In response to the progress in NPU-V, the Atlanta City Council in June approved Mayor Keisha Lance Bottoms’ proposal to use $5 million in federal funds from the American Rescue Plan to expand community-based violence interventions in the city.
Building Connections and Gaining Support
As the report details, local leaders and funders in both cities facilitated robust processes for resident input before launching programs, which was vital to building trust in communities.
For instance, the community process to develop Milwaukee’s Blueprint for Peace — its plan to implement community-based violence interventions and other programs — helped the city build a movement and raised the profile of violence as a public health issue across the city, says Reggie Moore, who served as director of the city’s Office of Violence Prevention from 2016 to April 2021.
“Instead of people seeing violence as an unsolvable issue we could do nothing about, it became understood that it is a systemic, learned behavior, for which new approaches can have an impact,” Moore says. “It has inspired hope.”
In Atlanta, NPU-V leaders and nonprofits appreciated how funders facilitated a community-led process to launch violence interventions, says Alfred Garner, who leads safety efforts that serve NPU-V for CHRIS 180, a local nonprofit.
"The Casey Foundation didn’t come in with a plan and say, ‘This is what we’re going to do in your community,’” Garner says. “Instead, they asked, ‘What do you want to see happen in terms of safety in this community? How can we address gun violence? How can we help address trauma?’ All these questions and answers came out of a group of elders, community leaders and other stakeholders.”

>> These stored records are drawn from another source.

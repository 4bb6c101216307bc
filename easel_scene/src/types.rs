// Copyright 2025 the Easel Authors
// SPDX-License-Identifier: Apache-2.0 OR MIT

//! Public types for the scene: item identifiers, flags, kinds, style attributes and tags.

use alloc::borrow::Cow;
use alloc::string::String;
use core::fmt;

/// Identifier for an item in the scene.
///
/// This is a small, copyable handle that stays stable for the life of the item
/// but becomes invalid when the item is removed.
/// It consists of a slot index and a generation counter.
///
/// ## Semantics
///
/// - On insert, a fresh slot is allocated with generation `1`.
/// - On remove, the slot is freed; any existing `ItemId` that pointed to that slot is now stale.
/// - On reuse of a freed slot, its generation is incremented, producing a new, distinct `ItemId`.
///
/// Stale `ItemId`s never alias a different live item because the generation must match.
/// Use [`Scene::is_alive`](crate::Scene::is_alive) to check liveness.
#[derive(Copy, Clone, Debug, Eq, PartialEq, Hash)]
pub struct ItemId(pub(crate) u32, pub(crate) u32);

impl ItemId {
    pub(crate) const fn new(idx: u32, generation: u32) -> Self {
        Self(idx, generation)
    }

    pub(crate) const fn idx(self) -> usize {
        self.0 as usize
    }
}

bitflags::bitflags! {
    /// Item flags controlling visibility and picking.
    ///
    /// The three classic canvas item states map onto these flags:
    /// normal is `VISIBLE | PICKABLE`, disabled is `VISIBLE`, hidden is empty.
    #[derive(Clone, Copy, Debug, PartialEq, Eq, Hash)]
    pub struct ItemFlags: u8 {
        /// Item is drawn.
        const VISIBLE  = 0b0000_0001;
        /// Item participates in hit testing.
        const PICKABLE = 0b0000_0010;
    }
}

impl Default for ItemFlags {
    fn default() -> Self {
        Self::VISIBLE | Self::PICKABLE
    }
}

/// The kind of a scene item.
#[derive(Clone, Copy, Debug, PartialEq, Eq, Hash)]
#[cfg_attr(feature = "serde", derive(serde::Serialize, serde::Deserialize))]
#[cfg_attr(feature = "serde", serde(rename_all = "snake_case"))]
pub enum ItemKind {
    /// Straight polyline.
    Line,
    /// Smoothed path.
    Curve,
    /// Closed polygon.
    Polygon,
    /// Axis-aligned rectangle.
    Rectangle,
    /// Ellipse inscribed in a rectangle.
    Oval,
    /// Pie-slice arc of an ellipse.
    Arc,
    /// Text run; geometry is its laid-out extent.
    Text,
    /// Bitmap image; geometry is its extent.
    Bitmap,
    /// Embedded control hosted in the scene; geometry is its extent.
    Window,
}

impl ItemKind {
    /// All kinds, in declaration order.
    pub const ALL: [Self; 9] = [
        Self::Line,
        Self::Curve,
        Self::Polygon,
        Self::Rectangle,
        Self::Oval,
        Self::Arc,
        Self::Text,
        Self::Bitmap,
        Self::Window,
    ];
}

/// A named style attribute of an item.
#[derive(Clone, Copy, Debug, PartialEq, Eq, Hash)]
#[cfg_attr(feature = "serde", derive(serde::Serialize, serde::Deserialize))]
#[cfg_attr(feature = "serde", serde(rename_all = "snake_case"))]
pub enum StyleAttr {
    /// Interior (or line) color.
    Fill,
    /// Outline color of closed shapes.
    Outline,
    /// Background color of bitmaps.
    Background,
    /// Foreground color of bitmaps.
    Foreground,
}

impl StyleAttr {
    /// The attribute's conventional name.
    pub const fn name(self) -> &'static str {
        match self {
            Self::Fill => "fill",
            Self::Outline => "outline",
            Self::Background => "background",
            Self::Foreground => "foreground",
        }
    }
}

impl fmt::Display for StyleAttr {
    fn fmt(&self, f: &mut fmt::Formatter<'_>) -> fmt::Result {
        f.write_str(self.name())
    }
}

/// A color value as understood by the rendering surface (for example `"red"` or `"#4682b4"`).
///
/// The scene does not interpret colors. An empty color is treated as unset by
/// every read path.
#[derive(Clone, Debug, PartialEq, Eq, Hash, Default)]
#[cfg_attr(feature = "serde", derive(serde::Serialize, serde::Deserialize))]
#[cfg_attr(feature = "serde", serde(transparent))]
pub struct Color(String);

impl Color {
    /// Creates a color from its textual form.
    pub fn new(value: impl Into<String>) -> Self {
        Self(value.into())
    }

    /// Returns the textual form.
    pub fn as_str(&self) -> &str {
        &self.0
    }

    /// Returns `true` for the empty color.
    pub fn is_empty(&self) -> bool {
        self.0.is_empty()
    }
}

impl From<&str> for Color {
    fn from(value: &str) -> Self {
        Self::new(value)
    }
}

impl From<String> for Color {
    fn from(value: String) -> Self {
        Self(value)
    }
}

impl fmt::Display for Color {
    fn fmt(&self, f: &mut fmt::Formatter<'_>) -> fmt::Result {
        f.write_str(&self.0)
    }
}

/// A behavior label attached to items.
///
/// Tags opt items into behavior categories. [`Tag::INTERACTIVE`] is the label
/// that pointer interaction (hover highlight and drag) looks for by default.
#[derive(Clone, Debug, PartialEq, Eq, Hash)]
#[cfg_attr(feature = "serde", derive(serde::Serialize, serde::Deserialize))]
#[cfg_attr(feature = "serde", serde(transparent))]
pub struct Tag(Cow<'static, str>);

impl Tag {
    /// The default label for items that react to hover and drag.
    pub const INTERACTIVE: Self = Self(Cow::Borrowed("interactive"));

    /// Creates a tag.
    pub fn new(label: impl Into<Cow<'static, str>>) -> Self {
        Self(label.into())
    }

    /// Returns the label.
    pub fn as_str(&self) -> &str {
        &self.0
    }
}

impl From<&'static str> for Tag {
    fn from(label: &'static str) -> Self {
        Self(Cow::Borrowed(label))
    }
}

impl fmt::Display for Tag {
    fn fmt(&self, f: &mut fmt::Formatter<'_>) -> fmt::Result {
        f.write_str(&self.0)
    }
}

#[cfg(test)]
mod tests {
    use super::*;

    #[test]
    fn default_flags_are_visible_and_pickable() {
        let flags = ItemFlags::default();
        assert!(flags.contains(ItemFlags::VISIBLE));
        assert!(flags.contains(ItemFlags::PICKABLE));
    }

    #[test]
    fn tags_compare_by_label() {
        assert_eq!(Tag::new("interactive"), Tag::INTERACTIVE);
        assert_ne!(Tag::from("item"), Tag::INTERACTIVE);
    }

    #[test]
    fn empty_color_reports_empty() {
        assert!(Color::default().is_empty());
        assert!(!Color::from("red").is_empty());
    }
}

Lessons on Violence Reduction for the Field
The report’s lessons for funders and local officials who are interested in implementing and supporting community-based violence interventions include:
- Engage local community leaders and residents early and often to ensure local buy-in and community ownership of chosen solutions.
- Build trust and relationships. Patience with the process and building relationships helps ensure solutions have strong roots that will grow. Providing for adaptability and evaluation of what does and does not work can build more effective and more sustainable strategies.
- Ensure that partners are willing to dedicate significant time and resources to shift to community-driven, prevention-focused approaches from more traditional law enforcement and punitive measures that are deeply ingrained and heavily resourced.
- Provide residents with opportunities to learn from peers in other locations who have successfully implemented prevention solutions.
Addressing Violence to Spur Community Change and Promote Equity
Safety is vital to building healthy, thriving communities in Atlanta, Milwaukee and communities across the nation. When people feel safe, they are more likely to trust public systems and access needed services, engage and advocate on behalf of their neighborhoods and pursue life and career goals.
Addressing violence is also key to building racial equity. Gun violence does not affect everyone equally, including in Atlanta and Milwaukee. Mirroring national trends, more than 80% of homicide victims in both cities in 2020 were Black males, many of them youth and young adults.
“It’s impossible for communities of color to thrive when they are not safe,” Hiers says. “Community-based violence interventions offer a proven path that does not focus on punitive measures or create interactions with the criminal-justice system. We hope that funders and public systems begin to acknowledge these programs’ effectiveness and join us in supporting them.”